Senin, 22 Februari 2010

Green Aviation Indonesia



Cita-cita mulia demi mewujudkan industri penerbangan yang tidak tergantung pada bahan bakar fosil bukan perkara mudah. Tapi dengan kerja keras hal ini dapat terwujud dimasa depan. Bagaimana dengan industri penerbangan di Indonesia ?

Industri penerbangan menggunakan derivatif hasil dari penyulingan minyak bumi berupa Jet-A atau yang lebih dikenal sebagai avigas/avtur buat bahan bakar pesawat terbang. Pertamina Aviation, anak perusahaan dari Pertamina menjadi satu-satunya pihak yang bertanggung jawab dalam pengadaan avtur di Indonesia. Tahun 2008 industri penerbangan, tidak terkecuali penerbangan nasional mendapat pukulan hebat saat krisis minyak dunia.

Saat krisis, harga minyak melambung melampaui rekor mencapai angka diatas $100 lebih per liter. Di Indonesia perkembangan harga avtur dari Pertamina Aviation bergantung kepada harga minyak dunia dan kurs US Dollar terhadap rupiah plus biaya lain seperti PPN, biaya transport, dan margin keuntungan.
Kisaran harga bulan Mei-April 2008 menunjukan variasi puncak harga bahan bakar di bandara-bandara wilayah Indonesia sebesar Rp.9,548-10,219 per liter. Padahal sebuah pesawat narrow body sekelas Boeing 737 membutuhkan setidaknya 18,000-20,000 liter sekali terbang.

Kebijakan fuel surcharge yang ditetapkan Departemen Perhubungan (Dephub) hanya sekedar “gali lubang tutup lubang” mengingat harga tiket yang ditetapkan maskapai adalah harga sebelum kenaikan harga minyak, tidak terlalu banyak berpengaruh menyelesaikan masalah. Beruntung situasi mulai pulih akhir tahun 2008 dan awal tahun 2009. Beruntung pula tidak ada maskapai nasional yang gulung tikar, padahal di dunia sudah banyak maskapai yang kolaps.

Bahan Bakar Alternatif

Menghadapi ketergantungan terhadap minyak bumi, pemerintah, maskapai, pabrik pesawat, lembaga riset bahkan dari perusahaan minyak telah bekerjasama membuat bahan bakar alternatif. IATA (International Air Transport Association) mensyaratkan bahwa bahan bakar pengganti avtur harus berkualitas sama (atau bahkan lebih) dan dengan pemakaian sama praktisnya dimana tidak perlu sampai mengubah rancangan pesawat atau tempat penyimpanan bahan bakar.
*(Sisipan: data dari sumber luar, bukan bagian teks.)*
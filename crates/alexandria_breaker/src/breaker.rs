//! Circuit breaker state machine.

use alexandria_error::ApiError;
use derive_getters::Getters;
use serde::{Deserialize, Serialize};
use std::future::Future;
use std::time::{Duration, Instant};
use tokio::sync::Mutex;

/// Configuration for circuit breaker behavior.
#[derive(
    Debug,
    Clone,
    PartialEq,
    Serialize,
    Deserialize,
    Getters,
    derive_setters::Setters,
    derive_builder::Builder,
)]
#[setters(prefix = "with_")]
pub struct CircuitConfig {
    /// Consecutive tripping failures before the circuit opens
    #[serde(default = "default_failure_threshold")]
    failure_threshold: u32,

    /// Seconds the circuit stays open before a trial call is allowed
    #[serde(default = "default_recovery_timeout")]
    recovery_timeout_secs: f64,
}

fn default_failure_threshold() -> u32 {
    5
}

fn default_recovery_timeout() -> f64 {
    60.0
}

impl CircuitConfig {
    /// Recovery window as a [`Duration`].
    pub fn recovery_timeout(&self) -> Duration {
        Duration::from_secs_f64(self.recovery_timeout_secs)
    }
}

impl Default for CircuitConfig {
    fn default() -> Self {
        Self {
            failure_threshold: default_failure_threshold(),
            recovery_timeout_secs: default_recovery_timeout(),
        }
    }
}

/// Current state of the circuit.
#[derive(Debug, Clone, Copy, PartialEq, Eq, strum::Display)]
pub enum CircuitState {
    /// Requests pass through; consecutive failures are counted.
    Closed,
    /// Requests are rejected without reaching the upstream.
    Open,
    /// The recovery window elapsed; a trial call is probing the upstream.
    HalfOpen,
}

/// Result of a call as seen by the circuit breaker.
///
/// The wrapped operation classifies its own failure before the breaker
/// looks at it, so breaker logic only ever matches on the tag:
///
/// - `Success` — the call worked; counts as a success.
/// - `Rejected` — the upstream answered but refused this request
///   (not-found, rate-limited). Propagated to the caller as an error, yet
///   counts as a success for circuit health: the service is reachable.
/// - `Failed` — transport or server failure; counts toward opening the
///   circuit.
#[derive(Debug)]
pub enum Outcome<T> {
    /// The call succeeded with a payload.
    Success(T),
    /// Client-visible refusal that says nothing about upstream health.
    Rejected(ApiError),
    /// Breaker-worthy failure.
    Failed(ApiError),
}

impl<T> Outcome<T> {
    /// Tag a classified transport result.
    ///
    /// Failures for which [`ApiErrorKind::trips_breaker`] holds become
    /// `Failed`; every other error becomes `Rejected`.
    ///
    /// [`ApiErrorKind::trips_breaker`]: alexandria_error::ApiErrorKind::trips_breaker
    pub fn from_result(result: Result<T, ApiError>) -> Self {
        match result {
            Ok(value) => Outcome::Success(value),
            Err(err) if err.kind.trips_breaker() => Outcome::Failed(err),
            Err(err) => Outcome::Rejected(err),
        }
    }
}

#[derive(Debug)]
struct BreakerInner {
    state: CircuitState,
    failure_count: u32,
    last_failure_time: Option<Instant>,
}

/// Circuit breaker guarding one upstream service.
///
/// State transitions happen under a lock, but the guarded call itself runs
/// outside it, so closed-circuit traffic is never serialized through the
/// breaker.
#[derive(Debug)]
pub struct CircuitBreaker {
    config: CircuitConfig,
    inner: Mutex<BreakerInner>,
}

impl CircuitBreaker {
    /// Create a breaker in the `Closed` state.
    pub fn new(config: CircuitConfig) -> Self {
        Self {
            config,
            inner: Mutex::new(BreakerInner {
                state: CircuitState::Closed,
                failure_count: 0,
                last_failure_time: None,
            }),
        }
    }

    /// Run `operation` through the breaker.
    ///
    /// While the circuit is open and the recovery window has not elapsed,
    /// the operation is not invoked at all and the caller gets a
    /// `CircuitOpen` error. Otherwise the operation runs and its
    /// [`Outcome`] tag drives the state machine; both `Rejected` and
    /// `Failed` arms surface their error to the caller.
    pub async fn call<T, F, Fut>(&self, operation: F) -> Result<T, ApiError>
    where
        F: FnOnce() -> Fut,
        Fut: Future<Output = Outcome<T>>,
    {
        if !self.try_acquire().await {
            return Err(ApiError::circuit_open());
        }

        match operation().await {
            Outcome::Success(value) => {
                self.record_success().await;
                Ok(value)
            }
            Outcome::Rejected(err) => {
                self.record_success().await;
                Err(err)
            }
            Outcome::Failed(err) => {
                self.record_failure().await;
                Err(err)
            }
        }
    }

    /// Whether a call may proceed right now, transitioning `Open` to
    /// `HalfOpen` when the recovery window has elapsed.
    async fn try_acquire(&self) -> bool {
        let mut inner = self.inner.lock().await;
        match inner.state {
            CircuitState::Closed | CircuitState::HalfOpen => true,
            CircuitState::Open => {
                let elapsed = inner
                    .last_failure_time
                    .map(|at| at.elapsed())
                    .unwrap_or(Duration::MAX);
                if elapsed >= self.config.recovery_timeout() {
                    inner.state = CircuitState::HalfOpen;
                    tracing::info!(
                        elapsed_secs = elapsed.as_secs_f64(),
                        "circuit recovery window elapsed, allowing trial call"
                    );
                    true
                } else {
                    false
                }
            }
        }
    }

    async fn record_success(&self) {
        let mut inner = self.inner.lock().await;
        match inner.state {
            CircuitState::HalfOpen => {
                inner.state = CircuitState::Closed;
                inner.failure_count = 0;
                tracing::info!("trial call succeeded, circuit closed");
            }
            CircuitState::Closed => {
                inner.failure_count = 0;
            }
            CircuitState::Open => {}
        }
    }

    async fn record_failure(&self) {
        let mut inner = self.inner.lock().await;
        inner.failure_count += 1;
        inner.last_failure_time = Some(Instant::now());

        match inner.state {
            CircuitState::Closed => {
                if inner.failure_count >= *self.config.failure_threshold() {
                    inner.state = CircuitState::Open;
                    tracing::warn!(
                        failures = inner.failure_count,
                        recovery_secs = self.config.recovery_timeout_secs(),
                        "failure threshold reached, circuit opened"
                    );
                }
            }
            CircuitState::HalfOpen => {
                inner.state = CircuitState::Open;
                tracing::warn!("trial call failed, circuit reopened");
            }
            CircuitState::Open => {}
        }
    }

    /// Current state of the circuit.
    pub async fn state(&self) -> CircuitState {
        self.inner.lock().await.state
    }

    /// Consecutive tripping failures recorded so far.
    pub async fn failure_count(&self) -> u32 {
        self.inner.lock().await.failure_count
    }

    /// The configuration this breaker was built with.
    pub fn config(&self) -> &CircuitConfig {
        &self.config
    }
}
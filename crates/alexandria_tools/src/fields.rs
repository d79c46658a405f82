//! Field lists requested from the Semantic Scholar API.

/// Paper fields requested by default for comprehensive records.
pub const DEFAULT_PAPER_FIELDS: &str = "paperId,title,abstract,year,citationCount,authors,venue,\
    publicationTypes,openAccessPdf,fieldsOfStudy,journal,externalIds,\
    publicationDate,publicationVenue";

/// Paper fields including the AI-generated TL;DR summary.
pub const PAPER_FIELDS_WITH_TLDR: &str = "paperId,title,abstract,year,citationCount,authors,venue,\
    publicationTypes,openAccessPdf,fieldsOfStudy,journal,externalIds,\
    publicationDate,publicationVenue,tldr";

/// Author fields requested by default.
pub const DEFAULT_AUTHOR_FIELDS: &str =
    "authorId,name,affiliations,paperCount,citationCount,hIndex,externalIds,homepage";

/// Prefixes every default paper field with a nested object name.
///
/// The citations and references endpoints wrap each paper in a container
/// object, so field selection needs names like `citingPaper.title`.
///
/// # Examples
///
/// ```
/// use alexandria_tools::nested_paper_fields;
///
/// let fields = nested_paper_fields("citingPaper");
/// assert!(fields.starts_with("citingPaper.paperId,citingPaper.title"));
/// ```
pub fn nested_paper_fields(prefix: &str) -> String {
    DEFAULT_PAPER_FIELDS
        .split(',')
        .map(|field| format!("{prefix}.{field}"))
        .collect::<Vec<_>>()
        .join(",")
}
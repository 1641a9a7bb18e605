use serde::{Deserialize, Serialize};
use std::path::PathBuf;

/// Server configuration loaded from YAML file
#[derive(Debug, Clone, Default, Serialize, Deserialize)]
#[serde(default)]
pub struct ServerConfig {
    pub server: ServerSettings,
    pub auth: AuthSettings,
    pub storage: StorageSettings,
    pub fhir: FhirSettings,
    pub table: TableSettings,
    pub log: LogSettings,
}

#[derive(Debug, Clone, Serialize, Deserialize)]
#[serde(default)]
pub struct ServerSettings {
    pub host: String,
    pub port: u16,
    /// Allowed CORS origins; empty allows any origin
    pub cors_origins: Vec<String>,
    pub max_body_bytes: usize,
}

#[derive(Debug, Clone, Default, Serialize, Deserialize)]
#[serde(default)]
pub struct AuthSettings {
    pub enabled: bool,
    pub api_keys: Vec<ApiKey>,
    pub jwt: Option<JwtSettings>,
    /// Cookie carrying a session JWT when no Authorization header is sent
    pub session_cookie: Option<String>,
}

#[derive(Debug, Clone, Serialize, Deserialize)]
pub struct JwtSettings {
    pub issuer: Option<String>,
    pub audience: Option<String>,
    /// HS256 shared secret
    pub secret: Option<String>,
    /// JWKS endpoint, e.g. "https://api.stytch.com/v1/sessions/jwks/<project-id>"
    pub jwk_url: Option<String>,
}

#[derive(Debug, Clone, Serialize, Deserialize)]
pub struct ApiKey {
    pub name: String,
    pub key: String,
}

#[derive(Debug, Clone, Copy, Default, PartialEq, Eq, Serialize, Deserialize)]
#[serde(rename_all = "lowercase")]
pub enum StorageBackend {
    #[default]
    Sqlite,
    Memory,
}

#[derive(Debug, Clone, Serialize, Deserialize)]
#[serde(default)]
pub struct StorageSettings {
    pub backend: StorageBackend,
    pub data_dir: PathBuf,
    pub panels_db: String,
}

#[derive(Debug, Clone, Serialize, Deserialize)]
#[serde(default)]
pub struct FhirSettings {
    /// Base URL of the upstream FHIR server, e.g. "https://api.medplum.com/fhir/R4"
    pub base_url: Option<String>,
    pub access_token: Option<String>,
    pub cache_ttl_secs: u64,
    pub page_size: u32,
    pub max_pages: u32,
    pub timeout_secs: u64,
    /// Local searchset bundle used instead of a remote server
    pub fixture_bundle: Option<PathBuf>,
}

#[derive(Debug, Clone, Serialize, Deserialize)]
#[serde(default)]
pub struct TableSettings {
    /// First day of the week for week presets, e.g. "monday" or "sunday"
    pub week_start: String,
    pub default_page_size: usize,
    pub max_page_size: usize,
}

#[derive(Debug, Clone, Serialize, Deserialize)]
#[serde(default)]
pub struct LogSettings {
    pub level: String,
    /// "text" or "json"
    pub format: String,
}

impl Default for ServerSettings {
    fn default() -> Self {
        Self {
            host: "0.0.0.0".to_string(),
            port: 8080,
            cors_origins: Vec::new(),
            max_body_bytes: 2 * 1024 * 1024,
        }
    }
}

impl Default for StorageSettings {
    fn default() -> Self {
        Self {
            backend: StorageBackend::Sqlite,
            data_dir: PathBuf::from("data"),
            panels_db: "panels.sqlite".to_string(),
        }
    }
}

impl Default for FhirSettings {
    fn default() -> Self {
        Self {
            base_url: None,
            access_token: None,
            cache_ttl_secs: 60,
            page_size: 100,
            max_pages: 10,
            timeout_secs: 30,
            fixture_bundle: None,
        }
    }
}

impl Default for TableSettings {
    fn default() -> Self {
        Self {
            week_start: "monday".to_string(),
            default_page_size: 50,
            max_page_size: 500,
        }
    }
}

impl Default for LogSettings {
    fn default() -> Self {
        Self {
            level: "info".to_string(),
            format: "text".to_string(),
        }
    }
}

impl ServerConfig {
    /// Load configuration from a YAML file
    pub fn load_from_file(path: &str) -> Result<Self, Box<dyn std::error::Error>> {
        let content = std::fs::read_to_string(path)?;
        let config: ServerConfig = serde_yaml::from_str(&content)?;
        Ok(config)
    }

    /// Load configuration with priority: env vars > config file > defaults
    pub fn load(config_path: Option<&str>) -> Result<Self, Box<dyn std::error::Error>> {
        let mut config = if let Some(path) = config_path {
            Self::load_from_file(path)?
        } else {
            Self::default()
        };

        config.apply_env(|name| std::env::var(name).ok());
        Ok(config)
    }

    /// Override settings from `WORKLIST_*` variables looked up through `var`
    pub fn apply_env(&mut self, var: impl Fn(&str) -> Option<String>) {
        if let Some(port) = var("WORKLIST_PORT")
            && let Ok(port_num) = port.parse()
        {
            self.server.port = port_num;
        }

        if let Some(host) = var("WORKLIST_HOST") {
            self.server.host = host;
        }

        if let Some(data_dir) = var("WORKLIST_DATA_DIR") {
            self.storage.data_dir = PathBuf::from(data_dir);
        }

        if let Some(url) = var("WORKLIST_FHIR_URL") {
            self.fhir.base_url = Some(url);
        }

        if let Some(token) = var("WORKLIST_FHIR_TOKEN") {
            self.fhir.access_token = Some(token);
        }
    }

    /// Get the full path to the panels database
    pub fn panels_db_path(&self) -> PathBuf {
        self.storage.data_dir.join(&self.storage.panels_db)
    }
}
Gas alam menjadi solusi. Produk GTL (Gas To Liquid) buatan Shell sudah diujicoba walaupun masih berupa campuran 40-60 dengan avtur pada tes salah satu mesin Airbus A380 Super Jumbo awal tahun 2008 dan campuran 50-50 pada penerbangan Airbus A340 maskapai Qatar selama 6 jam, dari London ke Doha, bulan Februari setahun kemudian.
Siklus Biofuel

Siklus Biofuel – Tanaman biofuel menghasilkan hidrokarbon (A) dipanen lalu oleh pabrik penyulingan dihasilkan bahan bakar biofuel (B). Biofuel dipakai buat pesawat terbang (C) yang menghasilkan hasil pembakaran berupa CO2. CO2 (plus air) dengan bantuan matahari diproses secara fotosintesis oleh tanaman biofuel yang menghasilkan hidrokarbon (D). Siklus kembali berputar.

Solusi lainnya adalah biofuel atau bahan bakar dari tanaman. Bukan hal yang baru apalagi saat penjajahan Jepang dulu, rakyat Indonesia dipaksa menanam jarak di pekarangan rumah yang diproses menjadi bahan bakar pesawat terbang buat kepentingan perang. Sekarang jarak (jatropha) diujicoba pada Boeing 767 Air New Zealand akhir Desember 2008.
Selain itu, tanggal 8 Januari 2009 Continental Airlines dengan pesawat Boeing 737-800 menguji terbang biofuel yang berasal dari kombinasi algae (ganggang) dan jarak. Maskapai yang baru-baru ini menyatakan bangkrut, Japan Airlines (JAL) sempat menguji coba biofuel campuran tanaman camelina (sebangsa rerumputan), algae, dan jarak pada salah satu mesin Boeing 747 akhir Januari 2008.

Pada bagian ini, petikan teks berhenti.